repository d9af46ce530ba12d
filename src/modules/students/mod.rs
pub mod controller;
pub mod model;
pub mod router;
pub mod service;

pub use model::*;
pub use router::init_students_router;
use axum::{
    Router,
    routing::{get, patch, post},
};

use crate::modules::schedules::controller::{
    bulk_update_schedules, create_schedule, delete_schedule, get_schedule, get_schedules,
    get_timetable, update_schedule, update_schedule_status, validate_schedules,
};
use crate::state::AppState;

pub fn init_schedules_router() -> Router<AppState> {
    Router::new()
        .route("/", post(create_schedule).get(get_schedules))
        .route("/bulk", patch(bulk_update_schedules))
        .route("/validate", post(validate_schedules))
        .route("/timetable", get(get_timetable))
        .route(
            "/{id}",
            get(get_schedule)
                .put(update_schedule)
                .patch(update_schedule)
                .delete(delete_schedule),
        )
        .route("/{id}/status", patch(update_schedule_status))
}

PROBLEM TO WORK ON:
Which lines of the data above contain the string "post"? Copy each of them.

RESPONSE FOR THIS EXERCISE:
    routing::{get, patch, post},
        .route("/", post(create_schedule).get(get_schedules))
        .route("/validate", post(validate_schedules))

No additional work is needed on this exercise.